● Description of the task
Without omission or alteration, write out all of the data.

● Data for this task

use crate::geom::{CubicBezierSegment, QuadraticBezierSegment};
use crate::math::{Point, Vector};
use crate::traits::Transformation;

/// One command of a path, with all positions in absolute coordinates.
#[derive(Copy, Clone, Debug, PartialEq)]
#[cfg_attr(feature = "serialization", derive(Serialize, Deserialize))]
pub enum PathSegment {
    MoveTo(Point),
    LineTo(Point),
    QuadTo { ctrl: Point, to: Point },
    CubeTo { ctrl1: Point, ctrl2: Point, to: Point },
    Close,
}

impl PathSegment {
    /// The pen position after this segment, if the segment moves it to a known position.
    ///
    /// `Close` returns `None` since it moves the pen back to the start of the sub-path.
    pub fn to(&self) -> Option<Point> {
        match *self {
            PathSegment::MoveTo(to)
            | PathSegment::LineTo(to)
            | PathSegment::QuadTo { to, .. }
            | PathSegment::CubeTo { to, .. } => Some(to),
            PathSegment::Close => None,
        }
    }

    pub fn transformed<T: Transformation>(&self, mat: &T) -> Self {
        match *self {
            PathSegment::MoveTo(at) => PathSegment::MoveTo(mat.transform_point(at)),
            PathSegment::LineTo(to) => PathSegment::LineTo(mat.transform_point(to)),
            PathSegment::QuadTo { ctrl, to } => PathSegment::QuadTo {
                ctrl: mat.transform_point(ctrl),
                to: mat.transform_point(to),
            },
            PathSegment::CubeTo { ctrl1, ctrl2, to } => PathSegment::CubeTo {
                ctrl1: mat.transform_point(ctrl1),
                ctrl2: mat.transform_point(ctrl2),
                to: mat.transform_point(to),
            },
            PathSegment::Close => PathSegment::Close,
        }
    }
}

/// A path command expressed as offsets from the previous pen position.
///
/// Some backends consume paths in this form. `MoveTo` stays absolute.
#[derive(Copy, Clone, Debug, PartialEq)]
#[cfg_attr(feature = "serialization", derive(Serialize, Deserialize))]
pub enum RelativeSegment {
    MoveTo(Point),
    LineTo(Vector),
    QuadTo { ctrl: Vector, to: Vector },
    CubeTo { ctrl1: Vector, ctrl2: Vector, to: Vector },
    Close,
}

/// A geometric segment of a path, with its start point.
#[derive(Copy, Clone, Debug, PartialEq)]
pub enum Segment {
    Line { from: Point, to: Point },
    Quadratic(QuadraticBezierSegment),
    Cubic(CubicBezierSegment),
}

impl Segment {
    /// Sample the segment at t (expecting t between 0 and 1).
    pub fn sample(&self, t: f32) -> Point {
        match self {
            Segment::Line { from, to } => from.lerp(*to, t),
            Segment::Quadratic(curve) => curve.sample(t),
            Segment::Cubic(curve) => curve.sample(t),
        }
    }
}
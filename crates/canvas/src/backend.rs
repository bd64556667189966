use crate::math::Transform;
use crate::path::Path;
use crate::{Color, DrawOp, ImageOp, TextRun};

/// The rendering half of the drawing layer.
///
/// Implemented by the rasterizer that consumes recorded frames. Operations are
/// received in recording order.
pub trait Backend {
    /// Fills a closed path.
    fn fill(&mut self, path: &Path, color: Color);

    /// Strokes a path.
    fn stroke(&mut self, path: &Path, color: Color, width: f32);

    /// Applies `transform` to everything up to the matching `pop_transform`.
    fn push_transform(&mut self, transform: &Transform);

    fn pop_transform(&mut self);

    /// The output depends on values that may change between frames.
    fn invalidate(&mut self) {}

    fn text(&mut self, _run: &TextRun) {}

    fn image(&mut self, _image: &ImageOp) {}
}

/// Forwards a sequence of operations to a backend.
pub fn replay(ops: &[DrawOp], backend: &mut dyn Backend) {
    for op in ops {
        match op {
            DrawOp::Invalidate => backend.invalidate(),
            DrawOp::PushTransform(transform) => backend.push_transform(transform),
            DrawOp::PopTransform => backend.pop_transform(),
            DrawOp::Fill { path, color } => backend.fill(path, *color),
            DrawOp::Stroke { path, color, width } => backend.stroke(path, *color, *width),
            DrawOp::Text(run) => backend.text(run),
            DrawOp::Image(image) => backend.image(image),
        }
    }
}

#[cfg(test)]
#[derive(Default)]
struct Recorder {
    log: Vec<String>,
    depth: i32,
}

#[cfg(test)]
impl Backend for Recorder {
    fn fill(&mut self, path: &Path, _color: Color) {
        self.log.push(format!("fill {}", path.len()));
    }

    fn stroke(&mut self, path: &Path, _color: Color, width: f32) {
        self.log.push(format!("stroke {} {}", path.len(), width));
    }

    fn push_transform(&mut self, _transform: &Transform) {
        self.depth += 1;
        self.log.push("push".to_string());
    }

    fn pop_transform(&mut self) {
        self.depth -= 1;
        self.log.push("pop".to_string());
    }

    fn text(&mut self, run: &TextRun) {
        self.log.push(format!("text {}", run.text));
    }
}

#[test]
fn replay_in_order() {
    use crate::{DrawContext, Surface};

    let mut ctx = DrawContext::new(Surface::new(100.0, 100.0));
    ctx.abs_circle(50.0, 50.0, 10.0, Color::BLACK);
    {
        let mut guard = ctx.abs_translate(10.0, 0.0);
        guard.abs_line(0.0, 0.0, 10.0, 10.0, 2.0, Color::BLACK);
        guard.abs_text(0.0, 20.0, 12.0, "hi", Color::BLACK).unwrap();
    }
    let frame = ctx.finish().unwrap();

    let mut recorder = Recorder::default();
    frame.replay(&mut recorder);

    assert_eq!(recorder.depth, 0);
    // The invalidation marker is ignored by the default implementation.
    assert_eq!(
        recorder.log,
        vec!["fill 6", "push", "stroke 2 2", "text hi", "pop"]
    );
}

● Reply to the exercise
use crate::geom::{CubicBezierSegment, QuadraticBezierSegment};
use crate::math::{Point, Vector};
use crate::traits::Transformation;

/// One command of a path, with all positions in absolute coordinates.
#[derive(Copy, Clone, Debug, PartialEq)]
#[cfg_attr(feature = "serialization", derive(Serialize, Deserialize))]
pub enum PathSegment {
    MoveTo(Point),
    LineTo(Point),
    QuadTo { ctrl: Point, to: Point },
    CubeTo { ctrl1: Point, ctrl2: Point, to: Point },
    Close,
}

impl PathSegment {
    /// The pen position after this segment, if the segment moves it to a known position.
    ///
    /// `Close` returns `None` since it moves the pen back to the start of the sub-path.
    pub fn to(&self) -> Option<Point> {
        match *self {
            PathSegment::MoveTo(to)
            | PathSegment::LineTo(to)
            | PathSegment::QuadTo { to, .. }
            | PathSegment::CubeTo { to, .. } => Some(to),
            PathSegment::Close => None,
        }
    }

    pub fn transformed<T: Transformation>(&self, mat: &T) -> Self {
        match *self {
            PathSegment::MoveTo(at) => PathSegment::MoveTo(mat.transform_point(at)),
            PathSegment::LineTo(to) => PathSegment::LineTo(mat.transform_point(to)),
            PathSegment::QuadTo { ctrl, to } => PathSegment::QuadTo {
                ctrl: mat.transform_point(ctrl),
                to: mat.transform_point(to),
            },
            PathSegment::CubeTo { ctrl1, ctrl2, to } => PathSegment::CubeTo {
                ctrl1: mat.transform_point(ctrl1),
                ctrl2: mat.transform_point(ctrl2),
                to: mat.transform_point(to),
            },
            PathSegment::Close => PathSegment::Close,
        }
    }
}

/// A path command expressed as offsets from the previous pen position.
///
/// Some backends consume paths in this form. `MoveTo` stays absolute.
#[derive(Copy, Clone, Debug, PartialEq)]
#[cfg_attr(feature = "serialization", derive(Serialize, Deserialize))]
pub enum RelativeSegment {
    MoveTo(Point),
    LineTo(Vector),
    QuadTo { ctrl: Vector, to: Vector },
    CubeTo { ctrl1: Vector, ctrl2: Vector, to: Vector },
    Close,
}

/// A geometric segment of a path, with its start point.
#[derive(Copy, Clone, Debug, PartialEq)]
pub enum Segment {
    Line { from: Point, to: Point },
    Quadratic(QuadraticBezierSegment),
    Cubic(CubicBezierSegment),
}

impl Segment {
    /// Sample the segment at t (expecting t between 0 and 1).
    pub fn sample(&self, t: f32) -> Point {
        match self {
            Segment::Line { from, to } => from.lerp(*to, t),
            Segment::Quadratic(curve) => curve.sample(t),
            Segment::Cubic(curve) => curve.sample(t),
        }
    }
}
filename crates/canvas/src/backend.rs
repository bd64556667189966
use crate::math::Transform;
use crate::path::Path;
use crate::{Color, DrawOp, ImageOp, TextRun};

/// The rendering half of the drawing layer.
///
/// Implemented by the rasterizer that consumes recorded frames. Operations are
/// received in recording order.
pub trait Backend {
    /// Fills a closed path.
    fn fill(&mut self, path: &Path, color: Color);

    /// Strokes a path.
    fn stroke(&mut self, path: &Path, color: Color, width: f32);

    /// Applies `transform` to everything up to the matching `pop_transform`.
    fn push_transform(&mut self, transform: &Transform);

    fn pop_transform(&mut self);

    /// The output depends on values that may change between frames.
    fn invalidate(&mut self) {}

    fn text(&mut self, _run: &TextRun) {}

    fn image(&mut self, _image: &ImageOp) {}
}

/// Forwards a sequence of operations to a backend.
pub fn replay(ops: &[DrawOp], backend: &mut dyn Backend) {
    for op in ops {
        match op {
            DrawOp::Invalidate => backend.invalidate(),
            DrawOp::PushTransform(transform) => backend.push_transform(transform),
            DrawOp::PopTransform => backend.pop_transform(),
            DrawOp::Fill { path, color } => backend.fill(path, *color),
            DrawOp::Stroke { path, color, width } => backend.stroke(path, *color, *width),
            DrawOp::Text(run) => backend.text(run),
            DrawOp::Image(image) => backend.image(image),
        }
    }
}

#[cfg(test)]
#[derive(Default)]
struct Recorder {
    log: Vec<String>,
    depth: i32,
}

#[cfg(test)]
impl Backend for Recorder {
    fn fill(&mut self, path: &Path, _color: Color) {
        self.log.push(format!("fill {}", path.len()));
    }

    fn stroke(&mut self, path: &Path, _color: Color, width: f32) {
        self.log.push(format!("stroke {} {}", path.len(), width));
    }

    fn push_transform(&mut self, _transform: &Transform) {
        self.depth += 1;
        self.log.push("push".to_string());
    }

    fn pop_transform(&mut self) {
        self.depth -= 1;
        self.log.push("pop".to_string());
    }

    fn text(&mut self, run: &TextRun) {
        self.log.push(format!("text {}", run.text));
    }
}

#[test]
fn replay_in_order() {
    use crate::{DrawContext, Surface};

    let mut ctx = DrawContext::new(Surface::new(100.0, 100.0));
    ctx.abs_circle(50.0, 50.0, 10.0, Color::BLACK);
    {
        let mut guard = ctx.abs_translate(10.0, 0.0);
        guard.abs_line(0.0, 0.0, 10.0, 10.0, 2.0, Color::BLACK);
        guard.abs_text(0.0, 20.0, 12.0, "hi", Color::BLACK).unwrap();
    }
    let frame = ctx.finish().unwrap();

    let mut recorder = Recorder::default();
    frame.replay(&mut recorder);

    assert_eq!(recorder.depth, 0);
    // The invalidation marker is ignored by the default implementation.
    assert_eq!(
        recorder.log,
        vec!["fill 6", "push", "stroke 2 2", "text hi", "pop"]
    );
}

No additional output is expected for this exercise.